Planners By Chris Bouchard
Fundraising may sound like a simple event with small activities aimed at attracting people to chip in for something you believe in. In reality, fundraising can be anything but simple. Any professional fundraiser would tell you how detailed and intricate the whole process is. For a fundraiser to be a success, it must come with its own strategic plan.
A strategic plan is a thorough study of the goals of the fundraiser and how to reach them. Professional fundraisers say that an unplanned fundraiser is not as effective or as sustainable as a planned fundraiser, since a plan has already covered the ups and downs, theoretically. Therefore, if a calamity does hit them, they are better prepared to withstand it and go around it to be efficient (Perry, 2007).
A strategic fundraising plan would incorporate four main points
1. Goal: The amount the organization strives to raise in the identified year
2. Mission: The organization's mission statement and how the funds go in line with the statement
3. Method: How the money will be raised
4. Timeline: Time bound goals and methods to measure effectiveness (Sargeant & Jay, 2010).
Here are a few tips for strategic fundraising planners:
Make a Strong Case
A fundraiser always has a purpose. Ensure a solid specific case statement for the people. This would describe the organization, the purpose of the campaign and how the plan of the fundraiser is in line with the mission of the organization. The fundraising plan needs to have actions that would drive the campaign to achieve specific goals from a large group of investors or money sources (Sargeant & Shang, 2010).
Choose the Right Team
A reasonable team for the fundraiser is important. Gather experienced nonprofit workers who have knowledge of the proceedings. The team will be responsible for research, looking for prospects, sending out invites, etc. (Burnett, 2007).
Have a Realistic Goal
Know that fundraising is not an easy job; it is laborious and it takes time. Keep expectations realistic so motivation isn't lost. Goals should be long term and be focused since there are a multitude of non-profit companies fighting for similar grants (Burnett, 2007).
Know the Target Audience
Most large institutional foundations are usually one-time donors. This is mostly because they wish to have a larger impact and wish to help more people. Therefore, individual donors need to be celebrated and met with similar enthusiasm. Second-time donations need to be highlighted, since they show the effectiveness of your organization. Search for donor prospects and know your supporter base. Focus on places where funding is most probable (Sargeant & Jay, 2004).
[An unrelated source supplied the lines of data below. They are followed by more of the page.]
//! Tests for the RealAssetStore service

use super::fixtures::*;
use crate::error::DashboardError;
use crate::services::RealAssetStore;
use crate::traits::AssetStore;

mod real_asset_store_tests {
    use super::*;

    #[tokio::test]
    async fn test_read_pdf() {
        let dir = create_full_assets_dir();
        let store = RealAssetStore::new(dir.path());

        let response = store.read_asset("Policy_Toolkit.pdf").await.unwrap();
        assert_eq!(response.content, FAKE_PDF);
        assert_eq!(response.content_type, "application/pdf");
        assert_eq!(response.cache_control.as_deref(), Some("no-cache"));
    }

    #[tokio::test]
    async fn test_read_image_with_leading_slash() {
        let dir = create_full_assets_dir();
        let store = RealAssetStore::new(dir.path());

        let response = store.read_asset("/policy_map.png").await.unwrap();
        assert_eq!(response.content_type, "image/png");
        assert_eq!(response.cache_control.as_deref(), Some("public, max-age=86400"));
    }

    #[tokio::test]
    async fn test_missing_asset_is_not_found() {
        let dir = create_empty_assets_dir();
        let store = RealAssetStore::new(dir.path());

        let err = store.read_asset("un_resolution.pdf").await.unwrap_err();
        assert!(matches!(err, DashboardError::AssetNotFound { .. }));
        assert!(!store.asset_exists("un_resolution.pdf").await);
    }

    #[tokio::test]
    async fn test_missing_base_dir_is_not_fatal() {
        let store = RealAssetStore::new("/definitely/not/a/real/assets/dir");

        assert!(!store.asset_exists("Policy_Toolkit.pdf").await);
        assert!(store.read_asset("Policy_Toolkit.pdf").await.is_err());
    }

    #[tokio::test]
    async fn test_directory_traversal_is_rejected() {
        let outer = create_empty_assets_dir();
        write_file(outer.path(), "secret.txt", b"top secret");
        write_file(outer.path(), "assets/policy_map.png", FAKE_PNG);
        let store = RealAssetStore::new(outer.path().join("assets"));

        let err = store.read_asset("../secret.txt").await.unwrap_err();
        assert!(matches!(err, DashboardError::AccessDenied { .. }));
        assert!(!store.asset_exists("../secret.txt").await);

        // Nonexistent traversal targets fail canonicalization first
        let err = store.read_asset("../../etc/does-not-exist").await.unwrap_err();
        assert!(matches!(err, DashboardError::AssetNotFound { .. }));
    }

    #[tokio::test]
    async fn test_directories_and_empty_paths_are_not_assets() {
        let dir = create_full_assets_dir();
        write_file(dir.path(), "nested/readme.txt", b"hi");
        let store = RealAssetStore::new(dir.path());

        assert!(!store.asset_exists("nested").await);
        assert!(store.read_asset("nested").await.is_err());
        assert!(store.read_asset("").await.is_err());
        assert!(store.asset_exists("nested/readme.txt").await);
    }

    #[test]
    fn test_content_types() {
        let store = RealAssetStore::default();

        assert_eq!(store.content_type("a.pdf"), "application/pdf");
        assert_eq!(store.content_type("A.PDF"), "application/pdf");
        assert_eq!(store.content_type("map.jpeg"), "image/jpeg");
        assert_eq!(store.content_type("style.css"), "text/css");
        assert_eq!(store.content_type("unknown.xyz"), "application/octet-stream");
        assert_eq!(store.content_type("noextension"), "application/octet-stream");
    }
}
Going to donors and simply asking for checks is the old way. Get creative. Think of ways to negotiate the deal and keep it for your benefit. Asking the donor to give small amounts in a spread out manner is a good way. Or, make a deal that a certain benchmark achieved would be the key to release of funds by the donor. This develops trust and would be more beneficial to raise funds (Perry, 2007).
Being prepared for anything you desire to do is one of the key standings for guaranteed success. Highs and lows always need to be taken into account to ensure that the road to success is not blocked. Yes, unexpected things happen and plans fail, but statistics show that a planned fundraiser captures a bigger market and has a greater sustainability than unplanned fundraisers. Moreover, employees across the organization understand the goals, keeping them motivated and organized for greater benefits. It does take time and probably even double the time of the task to make a plan. However, in the end, the results will be worth the trouble (Sargeant & Jay, 2010).
Burnett, J. (2007). Nonprofit marketing best practices. Hoboken, N.J.: Wiley.
Perry, G. (2007). Fired-up fundraising. Hoboken, N.J.: Wiley.
Sargeant, A. & Jay, E. (2004). Building donor loyalty. San Francisco: Jossey-Bass.
Sargeant, A. & Jay, E. (2010). Fundraising management. London: Routledge.
Sargeant, A. & Shang, J. (2010). Fundraising principles and practice. San Francisco: Jossey-Bass.